Saved data entries
..........

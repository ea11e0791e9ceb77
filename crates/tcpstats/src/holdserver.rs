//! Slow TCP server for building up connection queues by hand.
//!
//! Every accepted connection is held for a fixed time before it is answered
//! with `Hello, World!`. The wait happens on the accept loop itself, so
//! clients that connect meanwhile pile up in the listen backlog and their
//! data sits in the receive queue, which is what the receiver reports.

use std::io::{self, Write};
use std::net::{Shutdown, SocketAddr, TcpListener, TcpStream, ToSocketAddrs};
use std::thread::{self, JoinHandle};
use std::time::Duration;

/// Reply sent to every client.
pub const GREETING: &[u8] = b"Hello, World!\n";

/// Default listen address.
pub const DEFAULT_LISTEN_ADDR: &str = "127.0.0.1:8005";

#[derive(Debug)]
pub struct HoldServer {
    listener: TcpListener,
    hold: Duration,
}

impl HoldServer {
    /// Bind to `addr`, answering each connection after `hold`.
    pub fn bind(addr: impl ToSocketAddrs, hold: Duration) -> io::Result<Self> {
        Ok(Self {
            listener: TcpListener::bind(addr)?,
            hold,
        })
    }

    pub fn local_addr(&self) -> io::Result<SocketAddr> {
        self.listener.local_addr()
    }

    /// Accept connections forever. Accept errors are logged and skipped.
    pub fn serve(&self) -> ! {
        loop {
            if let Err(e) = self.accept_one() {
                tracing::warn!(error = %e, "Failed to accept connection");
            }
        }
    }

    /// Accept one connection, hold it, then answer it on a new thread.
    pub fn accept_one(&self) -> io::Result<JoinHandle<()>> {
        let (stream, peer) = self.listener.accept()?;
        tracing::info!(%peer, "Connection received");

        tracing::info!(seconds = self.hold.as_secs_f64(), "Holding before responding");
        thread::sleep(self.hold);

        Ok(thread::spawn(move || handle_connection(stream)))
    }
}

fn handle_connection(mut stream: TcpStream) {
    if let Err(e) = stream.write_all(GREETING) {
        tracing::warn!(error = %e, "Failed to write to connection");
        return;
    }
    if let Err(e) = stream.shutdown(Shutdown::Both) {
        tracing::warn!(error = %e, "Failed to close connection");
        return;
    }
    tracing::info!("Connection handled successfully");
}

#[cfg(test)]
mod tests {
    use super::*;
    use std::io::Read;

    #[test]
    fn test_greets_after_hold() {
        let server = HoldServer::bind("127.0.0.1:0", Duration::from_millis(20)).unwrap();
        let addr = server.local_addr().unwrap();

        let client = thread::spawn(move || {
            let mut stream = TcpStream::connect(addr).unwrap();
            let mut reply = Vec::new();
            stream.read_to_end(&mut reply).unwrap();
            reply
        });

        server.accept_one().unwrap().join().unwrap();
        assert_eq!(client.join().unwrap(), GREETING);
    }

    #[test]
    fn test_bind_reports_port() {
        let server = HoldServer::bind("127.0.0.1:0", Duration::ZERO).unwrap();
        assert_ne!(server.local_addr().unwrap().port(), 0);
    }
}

..........

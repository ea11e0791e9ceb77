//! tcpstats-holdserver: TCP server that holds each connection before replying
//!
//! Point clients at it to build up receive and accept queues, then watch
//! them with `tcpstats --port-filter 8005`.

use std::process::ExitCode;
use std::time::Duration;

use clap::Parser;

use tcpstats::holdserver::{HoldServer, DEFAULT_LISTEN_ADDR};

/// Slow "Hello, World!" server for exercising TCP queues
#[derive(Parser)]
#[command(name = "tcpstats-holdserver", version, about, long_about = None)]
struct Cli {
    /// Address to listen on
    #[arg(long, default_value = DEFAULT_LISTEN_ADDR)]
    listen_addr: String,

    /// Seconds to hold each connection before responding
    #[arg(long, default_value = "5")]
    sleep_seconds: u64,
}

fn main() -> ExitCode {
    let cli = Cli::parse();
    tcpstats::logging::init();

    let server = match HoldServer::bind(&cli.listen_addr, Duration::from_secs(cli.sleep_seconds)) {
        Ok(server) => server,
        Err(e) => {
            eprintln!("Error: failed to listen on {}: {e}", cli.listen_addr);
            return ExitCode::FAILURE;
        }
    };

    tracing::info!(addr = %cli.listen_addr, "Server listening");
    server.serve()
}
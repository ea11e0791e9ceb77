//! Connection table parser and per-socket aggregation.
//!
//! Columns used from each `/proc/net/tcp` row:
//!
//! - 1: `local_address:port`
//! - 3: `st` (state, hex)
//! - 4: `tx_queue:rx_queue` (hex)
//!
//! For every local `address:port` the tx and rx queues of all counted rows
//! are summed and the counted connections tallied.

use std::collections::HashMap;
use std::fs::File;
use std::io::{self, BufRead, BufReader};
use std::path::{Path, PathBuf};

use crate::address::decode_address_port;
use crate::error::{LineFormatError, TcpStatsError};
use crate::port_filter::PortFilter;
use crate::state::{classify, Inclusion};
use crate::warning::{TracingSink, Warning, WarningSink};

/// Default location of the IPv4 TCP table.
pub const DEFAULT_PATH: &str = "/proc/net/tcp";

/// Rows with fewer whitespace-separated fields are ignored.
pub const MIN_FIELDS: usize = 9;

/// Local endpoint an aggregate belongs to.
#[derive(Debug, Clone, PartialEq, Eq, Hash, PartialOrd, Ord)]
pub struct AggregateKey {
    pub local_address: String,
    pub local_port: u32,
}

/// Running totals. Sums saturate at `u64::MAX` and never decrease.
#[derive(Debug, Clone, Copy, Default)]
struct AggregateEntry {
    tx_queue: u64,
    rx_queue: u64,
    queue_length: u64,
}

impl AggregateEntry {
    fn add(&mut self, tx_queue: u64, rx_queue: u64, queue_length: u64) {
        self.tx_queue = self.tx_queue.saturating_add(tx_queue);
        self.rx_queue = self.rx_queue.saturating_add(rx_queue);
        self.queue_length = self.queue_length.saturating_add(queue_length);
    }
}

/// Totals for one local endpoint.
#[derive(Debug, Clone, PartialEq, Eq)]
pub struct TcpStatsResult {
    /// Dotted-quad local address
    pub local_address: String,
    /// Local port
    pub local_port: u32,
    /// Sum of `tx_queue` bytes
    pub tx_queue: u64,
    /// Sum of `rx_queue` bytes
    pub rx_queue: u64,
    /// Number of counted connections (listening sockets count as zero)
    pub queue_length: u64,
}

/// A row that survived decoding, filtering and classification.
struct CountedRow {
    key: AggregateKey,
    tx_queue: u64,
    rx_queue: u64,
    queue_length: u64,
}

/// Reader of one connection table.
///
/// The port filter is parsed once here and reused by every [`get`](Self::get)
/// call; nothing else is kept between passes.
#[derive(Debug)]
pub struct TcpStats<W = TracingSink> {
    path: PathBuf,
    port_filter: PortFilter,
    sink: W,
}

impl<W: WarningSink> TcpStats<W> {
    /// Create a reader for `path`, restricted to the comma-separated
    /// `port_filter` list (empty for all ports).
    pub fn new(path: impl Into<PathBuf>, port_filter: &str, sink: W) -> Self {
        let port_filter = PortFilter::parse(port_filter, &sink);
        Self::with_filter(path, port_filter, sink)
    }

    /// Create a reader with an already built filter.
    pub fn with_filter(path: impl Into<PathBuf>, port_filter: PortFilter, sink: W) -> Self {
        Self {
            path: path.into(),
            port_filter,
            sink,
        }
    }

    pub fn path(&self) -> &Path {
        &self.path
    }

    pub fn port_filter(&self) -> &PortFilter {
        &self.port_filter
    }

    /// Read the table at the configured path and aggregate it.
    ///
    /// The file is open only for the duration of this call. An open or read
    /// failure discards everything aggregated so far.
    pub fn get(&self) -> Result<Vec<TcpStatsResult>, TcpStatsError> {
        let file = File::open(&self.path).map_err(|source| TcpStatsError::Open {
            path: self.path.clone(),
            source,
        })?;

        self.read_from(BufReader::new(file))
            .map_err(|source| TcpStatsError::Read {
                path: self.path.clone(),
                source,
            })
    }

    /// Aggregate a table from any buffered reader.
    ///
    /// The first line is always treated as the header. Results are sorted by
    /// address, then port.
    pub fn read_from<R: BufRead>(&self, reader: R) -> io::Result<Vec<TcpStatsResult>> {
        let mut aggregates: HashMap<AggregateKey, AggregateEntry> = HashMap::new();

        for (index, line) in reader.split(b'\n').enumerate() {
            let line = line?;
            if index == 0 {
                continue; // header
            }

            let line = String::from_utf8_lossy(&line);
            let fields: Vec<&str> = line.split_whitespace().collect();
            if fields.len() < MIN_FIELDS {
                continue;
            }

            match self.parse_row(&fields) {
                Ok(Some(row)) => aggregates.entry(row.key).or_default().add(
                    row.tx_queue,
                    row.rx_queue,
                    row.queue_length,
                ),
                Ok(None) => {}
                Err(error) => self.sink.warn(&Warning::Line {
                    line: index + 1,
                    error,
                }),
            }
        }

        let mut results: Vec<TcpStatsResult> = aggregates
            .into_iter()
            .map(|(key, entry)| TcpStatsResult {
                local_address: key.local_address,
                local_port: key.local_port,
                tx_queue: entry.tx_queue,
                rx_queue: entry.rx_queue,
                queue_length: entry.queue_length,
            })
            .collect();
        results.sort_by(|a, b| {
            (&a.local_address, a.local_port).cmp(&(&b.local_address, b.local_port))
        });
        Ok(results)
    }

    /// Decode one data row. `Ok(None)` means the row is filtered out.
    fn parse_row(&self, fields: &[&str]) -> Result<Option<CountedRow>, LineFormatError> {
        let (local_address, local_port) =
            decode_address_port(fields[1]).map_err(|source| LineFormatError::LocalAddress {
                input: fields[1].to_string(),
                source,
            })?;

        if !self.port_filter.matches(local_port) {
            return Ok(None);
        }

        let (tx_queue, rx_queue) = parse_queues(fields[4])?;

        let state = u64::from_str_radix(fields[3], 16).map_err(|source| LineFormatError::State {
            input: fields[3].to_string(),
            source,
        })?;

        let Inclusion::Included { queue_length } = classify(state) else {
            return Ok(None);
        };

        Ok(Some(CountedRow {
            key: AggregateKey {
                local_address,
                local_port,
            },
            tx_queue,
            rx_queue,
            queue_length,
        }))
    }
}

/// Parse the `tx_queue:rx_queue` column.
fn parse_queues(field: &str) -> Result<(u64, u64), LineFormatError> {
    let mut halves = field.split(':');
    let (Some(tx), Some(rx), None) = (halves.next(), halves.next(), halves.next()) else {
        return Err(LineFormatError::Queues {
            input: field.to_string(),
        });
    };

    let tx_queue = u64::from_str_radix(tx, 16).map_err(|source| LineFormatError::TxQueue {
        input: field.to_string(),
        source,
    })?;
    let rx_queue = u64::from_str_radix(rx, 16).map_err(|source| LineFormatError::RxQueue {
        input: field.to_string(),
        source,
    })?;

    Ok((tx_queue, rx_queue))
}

..........

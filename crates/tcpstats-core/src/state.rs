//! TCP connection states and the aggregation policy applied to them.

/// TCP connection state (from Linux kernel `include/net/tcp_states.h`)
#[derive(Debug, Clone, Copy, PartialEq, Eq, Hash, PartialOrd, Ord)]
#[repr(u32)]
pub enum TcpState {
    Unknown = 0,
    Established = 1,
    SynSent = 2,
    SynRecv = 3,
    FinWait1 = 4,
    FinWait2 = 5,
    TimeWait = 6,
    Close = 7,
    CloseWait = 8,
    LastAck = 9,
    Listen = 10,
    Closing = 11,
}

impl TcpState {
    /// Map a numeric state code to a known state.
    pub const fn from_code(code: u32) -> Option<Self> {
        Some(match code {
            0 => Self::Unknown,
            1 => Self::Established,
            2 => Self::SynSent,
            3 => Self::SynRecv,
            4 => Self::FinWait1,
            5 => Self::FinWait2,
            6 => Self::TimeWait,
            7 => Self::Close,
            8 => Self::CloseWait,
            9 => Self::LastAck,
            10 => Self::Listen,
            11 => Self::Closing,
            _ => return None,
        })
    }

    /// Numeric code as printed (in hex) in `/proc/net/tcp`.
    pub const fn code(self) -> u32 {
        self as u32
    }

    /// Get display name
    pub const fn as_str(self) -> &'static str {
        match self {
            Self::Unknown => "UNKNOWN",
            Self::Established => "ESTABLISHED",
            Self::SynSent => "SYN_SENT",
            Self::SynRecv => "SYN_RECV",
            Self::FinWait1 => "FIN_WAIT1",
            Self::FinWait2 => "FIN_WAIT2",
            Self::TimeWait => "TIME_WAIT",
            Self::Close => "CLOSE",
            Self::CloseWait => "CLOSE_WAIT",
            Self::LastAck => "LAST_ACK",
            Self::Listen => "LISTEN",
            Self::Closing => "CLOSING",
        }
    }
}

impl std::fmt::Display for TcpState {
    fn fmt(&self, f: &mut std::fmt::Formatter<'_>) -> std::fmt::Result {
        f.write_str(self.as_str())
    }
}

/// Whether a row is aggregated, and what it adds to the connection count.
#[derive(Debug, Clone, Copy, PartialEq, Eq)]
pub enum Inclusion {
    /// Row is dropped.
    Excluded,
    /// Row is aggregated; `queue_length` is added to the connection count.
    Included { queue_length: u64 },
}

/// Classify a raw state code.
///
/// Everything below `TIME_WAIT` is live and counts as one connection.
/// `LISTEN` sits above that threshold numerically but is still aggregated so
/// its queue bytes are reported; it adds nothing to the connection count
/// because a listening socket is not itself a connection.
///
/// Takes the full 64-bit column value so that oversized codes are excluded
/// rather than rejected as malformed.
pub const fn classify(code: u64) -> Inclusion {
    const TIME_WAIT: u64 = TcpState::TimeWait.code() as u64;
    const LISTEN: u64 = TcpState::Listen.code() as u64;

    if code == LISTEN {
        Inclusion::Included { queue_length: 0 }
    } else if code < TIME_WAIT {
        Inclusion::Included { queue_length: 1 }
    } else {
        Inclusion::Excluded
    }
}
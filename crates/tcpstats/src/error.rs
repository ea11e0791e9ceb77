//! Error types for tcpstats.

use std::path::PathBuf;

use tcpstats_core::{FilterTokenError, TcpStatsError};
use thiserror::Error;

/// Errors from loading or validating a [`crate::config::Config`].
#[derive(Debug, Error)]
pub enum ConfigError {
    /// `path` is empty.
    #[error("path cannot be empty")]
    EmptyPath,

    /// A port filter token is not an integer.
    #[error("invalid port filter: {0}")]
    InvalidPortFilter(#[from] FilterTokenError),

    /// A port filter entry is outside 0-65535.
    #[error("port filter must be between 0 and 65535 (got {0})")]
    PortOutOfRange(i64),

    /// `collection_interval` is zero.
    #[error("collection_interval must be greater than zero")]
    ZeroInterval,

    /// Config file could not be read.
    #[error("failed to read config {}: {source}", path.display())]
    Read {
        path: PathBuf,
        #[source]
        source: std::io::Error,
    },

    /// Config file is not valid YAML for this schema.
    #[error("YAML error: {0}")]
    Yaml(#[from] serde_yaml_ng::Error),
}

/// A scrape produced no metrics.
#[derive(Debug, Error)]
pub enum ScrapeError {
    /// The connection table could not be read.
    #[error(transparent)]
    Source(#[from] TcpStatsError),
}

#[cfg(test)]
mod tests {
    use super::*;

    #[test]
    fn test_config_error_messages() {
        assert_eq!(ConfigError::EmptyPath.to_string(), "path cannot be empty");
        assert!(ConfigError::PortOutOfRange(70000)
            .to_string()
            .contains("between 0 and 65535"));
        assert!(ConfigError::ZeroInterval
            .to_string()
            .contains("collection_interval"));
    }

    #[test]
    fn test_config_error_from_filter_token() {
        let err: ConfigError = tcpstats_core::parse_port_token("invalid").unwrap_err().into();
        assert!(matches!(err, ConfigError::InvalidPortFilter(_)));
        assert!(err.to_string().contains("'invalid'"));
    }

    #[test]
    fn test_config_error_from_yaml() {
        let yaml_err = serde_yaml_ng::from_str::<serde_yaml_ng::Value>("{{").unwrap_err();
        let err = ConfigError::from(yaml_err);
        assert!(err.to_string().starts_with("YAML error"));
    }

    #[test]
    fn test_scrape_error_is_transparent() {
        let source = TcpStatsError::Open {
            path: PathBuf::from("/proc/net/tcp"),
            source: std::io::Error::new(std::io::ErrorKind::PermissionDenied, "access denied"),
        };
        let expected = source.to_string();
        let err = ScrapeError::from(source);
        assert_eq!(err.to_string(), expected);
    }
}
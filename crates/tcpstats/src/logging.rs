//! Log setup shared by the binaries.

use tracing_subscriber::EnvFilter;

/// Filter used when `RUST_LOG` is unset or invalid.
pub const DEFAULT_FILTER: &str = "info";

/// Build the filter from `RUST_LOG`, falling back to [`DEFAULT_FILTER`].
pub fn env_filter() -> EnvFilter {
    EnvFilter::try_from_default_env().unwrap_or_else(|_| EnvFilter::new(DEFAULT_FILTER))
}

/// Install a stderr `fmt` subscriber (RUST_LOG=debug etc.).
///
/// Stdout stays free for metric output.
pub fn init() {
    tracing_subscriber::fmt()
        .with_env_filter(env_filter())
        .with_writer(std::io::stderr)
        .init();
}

..........

* _BRIEF_:
Start with the line above that contains "if code == LISTEN" and stop after the line that contains "use std::path::PathBuf;". Output those lines exactly, and only those.

* _REPLY_:
    if code == LISTEN {
        Inclusion::Included { queue_length: 0 }
    } else if code < TIME_WAIT {
        Inclusion::Included { queue_length: 1 }
    } else {
        Inclusion::Excluded
    }
}
filename crates/tcpstats/src/error.rs
repository ea11e0791e9ceb77
//! Error types for tcpstats.

use std::path::PathBuf;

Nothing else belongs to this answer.